Collected data entries

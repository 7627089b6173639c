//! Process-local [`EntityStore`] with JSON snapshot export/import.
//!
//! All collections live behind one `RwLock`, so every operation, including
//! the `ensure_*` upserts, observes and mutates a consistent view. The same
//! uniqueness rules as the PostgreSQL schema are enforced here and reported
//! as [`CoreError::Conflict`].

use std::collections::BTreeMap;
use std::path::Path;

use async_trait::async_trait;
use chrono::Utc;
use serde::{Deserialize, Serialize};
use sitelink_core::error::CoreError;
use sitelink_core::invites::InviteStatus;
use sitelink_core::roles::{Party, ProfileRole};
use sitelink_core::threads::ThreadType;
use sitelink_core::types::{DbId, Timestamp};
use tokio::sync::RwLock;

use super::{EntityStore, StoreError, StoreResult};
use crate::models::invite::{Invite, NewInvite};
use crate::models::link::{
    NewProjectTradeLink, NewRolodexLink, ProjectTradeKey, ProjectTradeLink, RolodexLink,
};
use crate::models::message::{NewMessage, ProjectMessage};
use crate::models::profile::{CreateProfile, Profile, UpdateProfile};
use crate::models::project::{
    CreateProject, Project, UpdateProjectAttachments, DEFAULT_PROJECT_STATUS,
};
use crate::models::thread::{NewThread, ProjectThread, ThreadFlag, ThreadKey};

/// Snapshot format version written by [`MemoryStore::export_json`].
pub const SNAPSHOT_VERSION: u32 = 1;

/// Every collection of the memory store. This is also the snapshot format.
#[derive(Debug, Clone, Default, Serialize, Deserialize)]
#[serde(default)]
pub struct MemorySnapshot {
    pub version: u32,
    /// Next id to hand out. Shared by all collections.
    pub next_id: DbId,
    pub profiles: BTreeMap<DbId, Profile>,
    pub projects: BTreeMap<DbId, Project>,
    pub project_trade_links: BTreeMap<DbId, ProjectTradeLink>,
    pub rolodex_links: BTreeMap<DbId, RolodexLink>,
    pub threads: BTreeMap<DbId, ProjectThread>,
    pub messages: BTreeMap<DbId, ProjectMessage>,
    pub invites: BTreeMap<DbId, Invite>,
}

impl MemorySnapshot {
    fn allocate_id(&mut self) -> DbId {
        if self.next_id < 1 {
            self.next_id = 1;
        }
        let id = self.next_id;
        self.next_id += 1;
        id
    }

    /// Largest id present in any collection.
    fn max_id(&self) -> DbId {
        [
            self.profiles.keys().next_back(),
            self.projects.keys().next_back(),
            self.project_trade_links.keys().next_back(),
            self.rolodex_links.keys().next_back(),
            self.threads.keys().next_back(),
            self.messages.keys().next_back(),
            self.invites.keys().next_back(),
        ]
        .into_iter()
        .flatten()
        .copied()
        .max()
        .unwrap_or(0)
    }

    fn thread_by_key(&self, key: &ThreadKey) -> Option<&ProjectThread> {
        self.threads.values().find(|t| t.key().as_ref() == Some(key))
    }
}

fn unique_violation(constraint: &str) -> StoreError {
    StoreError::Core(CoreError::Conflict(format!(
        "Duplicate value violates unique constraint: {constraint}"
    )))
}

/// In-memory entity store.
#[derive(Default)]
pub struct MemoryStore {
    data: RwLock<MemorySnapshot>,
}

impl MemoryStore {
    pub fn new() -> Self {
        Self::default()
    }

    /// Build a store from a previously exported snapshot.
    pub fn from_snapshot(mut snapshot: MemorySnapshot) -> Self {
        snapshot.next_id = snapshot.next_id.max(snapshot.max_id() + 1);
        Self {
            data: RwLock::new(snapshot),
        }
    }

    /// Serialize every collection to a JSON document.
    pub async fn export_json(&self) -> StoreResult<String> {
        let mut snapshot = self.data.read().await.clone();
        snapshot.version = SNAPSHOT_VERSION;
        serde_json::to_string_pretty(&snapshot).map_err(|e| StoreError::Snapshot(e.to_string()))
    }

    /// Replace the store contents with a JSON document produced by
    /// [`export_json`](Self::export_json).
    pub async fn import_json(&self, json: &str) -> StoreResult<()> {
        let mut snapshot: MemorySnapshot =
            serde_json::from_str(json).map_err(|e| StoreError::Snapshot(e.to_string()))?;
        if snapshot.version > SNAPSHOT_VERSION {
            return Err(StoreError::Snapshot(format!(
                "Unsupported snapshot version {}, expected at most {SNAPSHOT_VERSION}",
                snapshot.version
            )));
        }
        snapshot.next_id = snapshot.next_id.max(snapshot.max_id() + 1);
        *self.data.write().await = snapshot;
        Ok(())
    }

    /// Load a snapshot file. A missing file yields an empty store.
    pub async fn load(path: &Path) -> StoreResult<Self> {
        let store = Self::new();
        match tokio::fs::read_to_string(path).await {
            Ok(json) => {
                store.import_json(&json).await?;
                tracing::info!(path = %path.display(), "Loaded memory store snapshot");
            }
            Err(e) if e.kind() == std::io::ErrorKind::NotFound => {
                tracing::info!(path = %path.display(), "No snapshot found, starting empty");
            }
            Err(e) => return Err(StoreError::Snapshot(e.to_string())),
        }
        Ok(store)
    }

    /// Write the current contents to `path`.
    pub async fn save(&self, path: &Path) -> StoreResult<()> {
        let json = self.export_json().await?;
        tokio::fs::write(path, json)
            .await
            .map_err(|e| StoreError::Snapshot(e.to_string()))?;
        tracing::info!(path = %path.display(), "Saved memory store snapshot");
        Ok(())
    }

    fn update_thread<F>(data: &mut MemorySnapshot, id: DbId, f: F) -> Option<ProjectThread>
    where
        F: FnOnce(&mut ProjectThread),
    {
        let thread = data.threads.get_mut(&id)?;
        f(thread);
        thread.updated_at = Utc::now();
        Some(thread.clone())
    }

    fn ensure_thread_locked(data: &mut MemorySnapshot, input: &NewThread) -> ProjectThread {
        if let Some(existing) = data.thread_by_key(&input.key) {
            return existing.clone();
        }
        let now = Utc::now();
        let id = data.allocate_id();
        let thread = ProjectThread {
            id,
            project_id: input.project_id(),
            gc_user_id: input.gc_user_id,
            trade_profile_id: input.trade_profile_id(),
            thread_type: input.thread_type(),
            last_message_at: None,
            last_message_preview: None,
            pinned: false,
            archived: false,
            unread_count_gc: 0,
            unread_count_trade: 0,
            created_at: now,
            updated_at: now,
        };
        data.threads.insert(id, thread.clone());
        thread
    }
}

## [Work instructions]
Your reply should consist of the records, duplicated exactly.

## [Answer below]
repository 7627089b6173639c
//! Process-local [`EntityStore`] with JSON snapshot export/import.
//!
//! All collections live behind one `RwLock`, so every operation, including
//! the `ensure_*` upserts, observes and mutates a consistent view. The same
//! uniqueness rules as the PostgreSQL schema are enforced here and reported
//! as [`CoreError::Conflict`].

use std::collections::BTreeMap;
use std::path::Path;

use async_trait::async_trait;
use chrono::Utc;
use serde::{Deserialize, Serialize};
use sitelink_core::error::CoreError;
use sitelink_core::invites::InviteStatus;
use sitelink_core::roles::{Party, ProfileRole};
use sitelink_core::threads::ThreadType;
use sitelink_core::types::{DbId, Timestamp};
use tokio::sync::RwLock;

use super::{EntityStore, StoreError, StoreResult};
use crate::models::invite::{Invite, NewInvite};
use crate::models::link::{
    NewProjectTradeLink, NewRolodexLink, ProjectTradeKey, ProjectTradeLink, RolodexLink,
};
use crate::models::message::{NewMessage, ProjectMessage};
use crate::models::profile::{CreateProfile, Profile, UpdateProfile};
use crate::models::project::{
    CreateProject, Project, UpdateProjectAttachments, DEFAULT_PROJECT_STATUS,
};
use crate::models::thread::{NewThread, ProjectThread, ThreadFlag, ThreadKey};

/// Snapshot format version written by [`MemoryStore::export_json`].
pub const SNAPSHOT_VERSION: u32 = 1;

/// Every collection of the memory store. This is also the snapshot format.
#[derive(Debug, Clone, Default, Serialize, Deserialize)]
#[serde(default)]
pub struct MemorySnapshot {
    pub version: u32,
    /// Next id to hand out. Shared by all collections.
    pub next_id: DbId,
    pub profiles: BTreeMap<DbId, Profile>,
    pub projects: BTreeMap<DbId, Project>,
    pub project_trade_links: BTreeMap<DbId, ProjectTradeLink>,
    pub rolodex_links: BTreeMap<DbId, RolodexLink>,
    pub threads: BTreeMap<DbId, ProjectThread>,
    pub messages: BTreeMap<DbId, ProjectMessage>,
    pub invites: BTreeMap<DbId, Invite>,
}

impl MemorySnapshot {
    fn allocate_id(&mut self) -> DbId {
        if self.next_id < 1 {
            self.next_id = 1;
        }
        let id = self.next_id;
        self.next_id += 1;
        id
    }

    /// Largest id present in any collection.
    fn max_id(&self) -> DbId {
        [
            self.profiles.keys().next_back(),
            self.projects.keys().next_back(),
            self.project_trade_links.keys().next_back(),
            self.rolodex_links.keys().next_back(),
            self.threads.keys().next_back(),
            self.messages.keys().next_back(),
            self.invites.keys().next_back(),
        ]
        .into_iter()
        .flatten()
        .copied()
        .max()
        .unwrap_or(0)
    }

    fn thread_by_key(&self, key: &ThreadKey) -> Option<&ProjectThread> {
        self.threads.values().find(|t| t.key().as_ref() == Some(key))
    }
}

fn unique_violation(constraint: &str) -> StoreError {
    StoreError::Core(CoreError::Conflict(format!(
        "Duplicate value violates unique constraint: {constraint}"
    )))
}

/// In-memory entity store.
#[derive(Default)]
pub struct MemoryStore {
    data: RwLock<MemorySnapshot>,
}

impl MemoryStore {
    pub fn new() -> Self {
        Self::default()
    }

    /// Build a store from a previously exported snapshot.
    pub fn from_snapshot(mut snapshot: MemorySnapshot) -> Self {
        snapshot.next_id = snapshot.next_id.max(snapshot.max_id() + 1);
        Self {
            data: RwLock::new(snapshot),
        }
    }

    /// Serialize every collection to a JSON document.
    pub async fn export_json(&self) -> StoreResult<String> {
        let mut snapshot = self.data.read().await.clone();
        snapshot.version = SNAPSHOT_VERSION;
        serde_json::to_string_pretty(&snapshot).map_err(|e| StoreError::Snapshot(e.to_string()))
    }

    /// Replace the store contents with a JSON document produced by
    /// [`export_json`](Self::export_json).
    pub async fn import_json(&self, json: &str) -> StoreResult<()> {
        let mut snapshot: MemorySnapshot =
            serde_json::from_str(json).map_err(|e| StoreError::Snapshot(e.to_string()))?;
        if snapshot.version > SNAPSHOT_VERSION {
            return Err(StoreError::Snapshot(format!(
                "Unsupported snapshot version {}, expected at most {SNAPSHOT_VERSION}",
                snapshot.version
            )));
        }
        snapshot.next_id = snapshot.next_id.max(snapshot.max_id() + 1);
        *self.data.write().await = snapshot;
        Ok(())
    }

    /// Load a snapshot file. A missing file yields an empty store.
    pub async fn load(path: &Path) -> StoreResult<Self> {
        let store = Self::new();
        match tokio::fs::read_to_string(path).await {
            Ok(json) => {
                store.import_json(&json).await?;
                tracing::info!(path = %path.display(), "Loaded memory store snapshot");
            }
            Err(e) if e.kind() == std::io::ErrorKind::NotFound => {
                tracing::info!(path = %path.display(), "No snapshot found, starting empty");
            }
            Err(e) => return Err(StoreError::Snapshot(e.to_string())),
        }
        Ok(store)
    }

    /// Write the current contents to `path`.
    pub async fn save(&self, path: &Path) -> StoreResult<()> {
        let json = self.export_json().await?;
        tokio::fs::write(path, json)
            .await
            .map_err(|e| StoreError::Snapshot(e.to_string()))?;
        tracing::info!(path = %path.display(), "Saved memory store snapshot");
        Ok(())
    }

    fn update_thread<F>(data: &mut MemorySnapshot, id: DbId, f: F) -> Option<ProjectThread>
    where
        F: FnOnce(&mut ProjectThread),
    {
        let thread = data.threads.get_mut(&id)?;
        f(thread);
        thread.updated_at = Utc::now();
        Some(thread.clone())
    }

    fn ensure_thread_locked(data: &mut MemorySnapshot, input: &NewThread) -> ProjectThread {
        if let Some(existing) = data.thread_by_key(&input.key) {
            return existing.clone();
        }
        let now = Utc::now();
        let id = data.allocate_id();
        let thread = ProjectThread {
            id,
            project_id: input.project_id(),
            gc_user_id: input.gc_user_id,
            trade_profile_id: input.trade_profile_id(),
            thread_type: input.thread_type(),
            last_message_at: None,
            last_message_preview: None,
            pinned: false,
            archived: false,
            unread_count_gc: 0,
            unread_count_trade: 0,
            created_at: now,
            updated_at: now,
        };
        data.threads.insert(id, thread.clone());
        thread
    }
}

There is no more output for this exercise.